Short Story Sample: MINERS


Description

John and Margaret are two scientists who have found the perfect way of spending more time with their two small kids, taking them to short exploration trips. This time their destination is the old mine up on Mt. Fearful. Everyone is excited to check out the rich biodiversity the area is known for but no one could have ever imagined…

It was supposed to be safe.

The mine was abandoned long ago.

EVERYONE thought all the miners were gone.

THEY WERE WRONG.


Details

TITLE: MINERS
TYPE OF WORK: SHORT STORY
WORD COUNT/A4 PAGES: 12.000 / 29
PRINT LENGTH (PAPERBACK FORMAT): 48 pages
AVAILABLE FORMATS: EBOOK
GENRE: HORROR
Other Mt. Fearful short stories: ZOMBIE CURSE

MINERS
The road became bumpy after the first turn round the tall mountain. John was driving the van and Margaret was nodding off at the passenger’s seat. The couple was not alone. Six year-old Grace sat at the back seat, her ten year-old brother sitting next to her. Grace had her face glued to the window and seemed to be having fun; her brother, not so much. Though he, like his little sister, enjoyed these trips way too much for the average city kids they were, he always had internet access throughout the whole thing.

Isolated in a boat in the middle of nowhere? Internet connection: signal booming. Lost deep below the surface of the earth? Internet connection: all bars green. Driving up a dirt road a few hundred miles from a sizeable city? Internet connection: down.

The connection was cut off like a candle flame in the wind the moment they started going up Mount Fearful. At least he had finished that story about the scientist who’d gone missing at the same mine they were about to visit. The last line of the article was: “He is presumed dead.”

Tommy’s eyelids were drooping and his usual foot tick had ceased much to his father’s great peripheral vision delight. Unlike Grace, he couldn’t muster up any excitement looking out the window. At least reading every sign they passed on their way to the top was a good distraction from the single disturbing thought going round and round in his head. No internet connection.

The first few signs seemed normal enough, warning them of dangers that might come, like the yellow triangle with the word ‘HAIL’ written on it, or the signs with pictures of animals on them. Most of those depicted a lone wolf or a single bear, which made sense. Subsequent signs though showed what looked like a pack of wolves followed by other signs of a lone wolf or a bear.

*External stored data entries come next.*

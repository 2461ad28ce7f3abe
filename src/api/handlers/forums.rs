use axum::extract::{Path, State};
use axum::http::StatusCode;
use axum::Json;
use serde::{Deserialize, Serialize};
use std::sync::Arc;

use super::threads::{thread_to_response, ThreadResponse};
use super::{page_link, ListParams, PageLinkResponse, DEFAULT_FORUM_LIMIT, DEFAULT_THREAD_LIMIT};
use crate::actor::UserId;
use crate::api::actor::RequestActor;
use crate::api::response::{ApiError, AppJson, AppQuery, JSend};
use crate::config::ForumConfig;
use crate::forum::ForumSummary;
use crate::page_store::{PageId, PageRef};
use crate::AppState;

// ============================================================================
// Types
// ============================================================================

#[derive(Debug, Serialize)]
pub struct ForumResponse {
    pub id: PageId,
    pub title: String,
    pub prefixed_title: String,
    pub url: String,
    pub created: Option<String>,
    pub creator: Option<UserId>,
}

#[derive(Debug, Serialize)]
pub struct ForumListResponse {
    pub forums: Vec<ForumResponse>,
}

#[derive(Debug, Serialize)]
pub struct ThreadListResponse {
    pub forum: PageLinkResponse,
    pub threads: Vec<ThreadResponse>,
    pub has_more: bool,
    pub limit: usize,
    pub offset: usize,
}

#[derive(Debug, Deserialize)]
pub struct CreateForumRequest {
    #[serde(default)]
    pub title: Option<String>,
}

#[derive(Debug, Deserialize)]
pub struct CreateThreadRequest {
    #[serde(default)]
    pub subject: String,
    #[serde(default)]
    pub body: String,
}

// ============================================================================
// Handlers
// ============================================================================

pub async fn list_forums(
    State(state): State<Arc<AppState>>,
    AppQuery(params): AppQuery<ListParams>,
) -> Result<Json<JSend<ForumListResponse>>, ApiError> {
    let limit = params.limit(DEFAULT_FORUM_LIMIT, &state.config.forum)?;
    let forums = state.service.list_forums(limit, params.offset).await?;

    Ok(JSend::success(ForumListResponse {
        forums: forums
            .iter()
            .map(|forum| forum_to_response(&state.config.forum, forum))
            .collect(),
    }))
}

pub async fn create_forum(
    State(state): State<Arc<AppState>>,
    RequestActor(actor): RequestActor,
    AppJson(req): AppJson<CreateForumRequest>,
) -> Result<(StatusCode, Json<JSend<PageLinkResponse>>), ApiError> {
    let title = req.title.unwrap_or_default();
    let page = state.service.create_forum(&actor, &title).await?;

    Ok(JSend::created(page_link(&state.config.forum, &page)))
}

pub async fn list_threads(
    State(state): State<Arc<AppState>>,
    Path(forum_id): Path<PageId>,
    AppQuery(params): AppQuery<ListParams>,
) -> Result<Json<JSend<ThreadListResponse>>, ApiError> {
    let limit = params.limit(DEFAULT_THREAD_LIMIT, &state.config.forum)?;
    let (forum, listing) = state
        .service
        .list_threads(forum_id, limit, params.offset)
        .await?;

    let forum_page = PageRef {
        id: forum.id,
        title: forum.title,
    };
    Ok(JSend::success(ThreadListResponse {
        forum: page_link(&state.config.forum, &forum_page),
        threads: listing
            .threads
            .iter()
            .map(|thread| thread_to_response(&state.config.forum, thread))
            .collect(),
        has_more: listing.has_more,
        limit,
        offset: params.offset,
    }))
}

pub async fn create_thread(
    State(state): State<Arc<AppState>>,
    Path(forum_id): Path<PageId>,
    RequestActor(actor): RequestActor,
    AppJson(req): AppJson<CreateThreadRequest>,
) -> Result<(StatusCode, Json<JSend<PageLinkResponse>>), ApiError> {
    let page = state
        .service
        .create_thread(&actor, forum_id, &req.subject, &req.body)
        .await?;

    Ok(JSend::created(page_link(&state.config.forum, &page)))
}

// ============================================================================
// Helpers
// ============================================================================

fn forum_to_response(config: &ForumConfig, forum: &ForumSummary) -> ForumResponse {
    ForumResponse {
        id: forum.id,
        title: forum.title.text().to_string(),
        prefixed_title: forum.title.prefixed_text(),
        url: config.page_url(&forum.title.prefixed_db_key()),
        created: forum.created.map(|t| t.to_rfc3339()),
        creator: forum.creator,
    }
}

What that meant exactly Tommy wasn’t sure yet. He was still processing the possibilities. Could at this point of the road a pack of wolves block their way at any moment while at this other location only a single wolf might make an appearance? Was this other spot some kind of a single ambush territory only? No other wolves allowed? And how come it only applied to the wolves?

Tommy’s train of thought was interrupted by the creepy, unfamiliar with the flow of human speech female voice that was the vocal brain of their GPS.

“Turn left,” the voice said and Tommy’s heart skipped a beat. He knew he was facing to the right and right was where the solid mountain side stood, which meant that on the left was the cliff. Also, he did not need to have a direct view of said cliff or know the altitude of their current position to feel scared. Judging by Grace’s excited expression alone he could safely assume that the fall would be a steep one.

The car veered to the left just a bit as John followed the woman’s commands by default, but slipped back to its safer position on the road, away from the edge of the cliff, in no time.

As their van wobbled up the winding road round the mountain, the signs got weirder and weirder. Not that a sign of a wolf or a bear or a congregation of any carnivorous animal wasn’t weird enough, but those other signs, they barely even made sense.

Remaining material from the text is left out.